> PROBLEM DETAILS:
Look through the material below. Copy every line with the string "push" in it.
----
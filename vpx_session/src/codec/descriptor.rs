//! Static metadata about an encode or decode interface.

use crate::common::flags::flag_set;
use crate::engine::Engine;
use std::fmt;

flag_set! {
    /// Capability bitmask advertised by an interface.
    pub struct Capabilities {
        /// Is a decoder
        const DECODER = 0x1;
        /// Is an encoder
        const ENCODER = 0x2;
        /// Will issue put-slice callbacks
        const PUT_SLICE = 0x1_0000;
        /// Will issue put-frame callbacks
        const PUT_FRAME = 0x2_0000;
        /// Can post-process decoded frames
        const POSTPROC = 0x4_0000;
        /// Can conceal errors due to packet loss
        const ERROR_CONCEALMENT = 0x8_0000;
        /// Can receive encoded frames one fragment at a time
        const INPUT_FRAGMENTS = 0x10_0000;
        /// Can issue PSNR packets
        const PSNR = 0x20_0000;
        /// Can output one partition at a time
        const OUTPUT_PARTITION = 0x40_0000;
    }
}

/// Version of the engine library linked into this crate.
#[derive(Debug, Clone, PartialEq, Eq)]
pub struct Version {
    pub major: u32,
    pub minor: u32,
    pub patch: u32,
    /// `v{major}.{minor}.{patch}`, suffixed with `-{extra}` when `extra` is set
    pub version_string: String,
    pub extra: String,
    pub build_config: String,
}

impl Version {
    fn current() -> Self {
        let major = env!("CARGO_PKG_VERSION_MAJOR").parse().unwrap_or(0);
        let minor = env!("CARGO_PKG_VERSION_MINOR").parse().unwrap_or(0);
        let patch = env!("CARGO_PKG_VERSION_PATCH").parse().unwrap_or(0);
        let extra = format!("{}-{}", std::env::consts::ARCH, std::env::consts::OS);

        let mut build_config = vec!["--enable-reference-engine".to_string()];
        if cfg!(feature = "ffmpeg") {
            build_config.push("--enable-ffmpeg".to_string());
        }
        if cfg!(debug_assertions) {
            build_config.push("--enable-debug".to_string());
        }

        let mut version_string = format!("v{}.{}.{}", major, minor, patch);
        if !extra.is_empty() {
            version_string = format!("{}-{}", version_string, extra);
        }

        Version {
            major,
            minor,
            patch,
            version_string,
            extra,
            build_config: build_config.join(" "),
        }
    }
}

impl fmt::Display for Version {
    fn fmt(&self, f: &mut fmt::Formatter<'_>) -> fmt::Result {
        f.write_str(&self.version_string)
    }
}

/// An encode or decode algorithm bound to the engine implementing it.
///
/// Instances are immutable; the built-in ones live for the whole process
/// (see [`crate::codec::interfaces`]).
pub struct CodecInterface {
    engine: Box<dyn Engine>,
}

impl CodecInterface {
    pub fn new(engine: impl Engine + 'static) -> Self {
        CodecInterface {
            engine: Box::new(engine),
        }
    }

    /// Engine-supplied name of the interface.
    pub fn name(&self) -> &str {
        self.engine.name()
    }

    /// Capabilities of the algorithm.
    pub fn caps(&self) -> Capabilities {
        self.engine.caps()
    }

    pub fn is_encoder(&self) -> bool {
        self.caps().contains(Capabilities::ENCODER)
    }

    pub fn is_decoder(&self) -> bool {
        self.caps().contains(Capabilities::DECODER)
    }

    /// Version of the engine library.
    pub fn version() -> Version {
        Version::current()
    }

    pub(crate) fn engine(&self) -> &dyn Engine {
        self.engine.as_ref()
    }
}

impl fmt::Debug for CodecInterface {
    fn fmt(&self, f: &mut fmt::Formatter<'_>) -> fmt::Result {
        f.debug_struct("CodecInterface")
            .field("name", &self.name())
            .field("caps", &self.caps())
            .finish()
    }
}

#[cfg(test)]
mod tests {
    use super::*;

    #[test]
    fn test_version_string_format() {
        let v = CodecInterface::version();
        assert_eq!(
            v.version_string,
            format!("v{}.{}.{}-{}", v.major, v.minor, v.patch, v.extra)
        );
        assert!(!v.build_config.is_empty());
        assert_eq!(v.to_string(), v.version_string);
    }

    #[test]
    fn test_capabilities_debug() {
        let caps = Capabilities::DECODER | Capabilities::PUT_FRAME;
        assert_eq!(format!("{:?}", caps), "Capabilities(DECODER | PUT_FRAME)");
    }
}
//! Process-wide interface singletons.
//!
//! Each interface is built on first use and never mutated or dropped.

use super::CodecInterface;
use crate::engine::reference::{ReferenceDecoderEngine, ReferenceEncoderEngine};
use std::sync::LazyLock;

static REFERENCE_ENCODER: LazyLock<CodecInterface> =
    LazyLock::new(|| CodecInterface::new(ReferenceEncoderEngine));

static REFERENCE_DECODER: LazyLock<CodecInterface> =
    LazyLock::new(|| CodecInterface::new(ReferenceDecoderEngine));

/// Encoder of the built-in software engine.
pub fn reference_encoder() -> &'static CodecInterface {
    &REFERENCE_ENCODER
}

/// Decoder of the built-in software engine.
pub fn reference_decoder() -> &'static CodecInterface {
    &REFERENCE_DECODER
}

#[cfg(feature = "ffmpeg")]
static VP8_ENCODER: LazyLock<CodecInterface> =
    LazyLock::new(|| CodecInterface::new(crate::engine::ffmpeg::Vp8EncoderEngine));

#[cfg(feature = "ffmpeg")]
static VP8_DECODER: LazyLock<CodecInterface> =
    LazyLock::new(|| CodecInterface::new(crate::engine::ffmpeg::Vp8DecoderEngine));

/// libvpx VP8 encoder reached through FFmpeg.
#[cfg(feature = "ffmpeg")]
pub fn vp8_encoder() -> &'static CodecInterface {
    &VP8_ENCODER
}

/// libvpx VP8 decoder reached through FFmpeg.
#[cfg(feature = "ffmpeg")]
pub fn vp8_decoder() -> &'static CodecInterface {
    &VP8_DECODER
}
----
> WRITTEN ANSWER:
            build_config.push("--enable-ffmpeg".to_string());
            build_config.push("--enable-debug".to_string());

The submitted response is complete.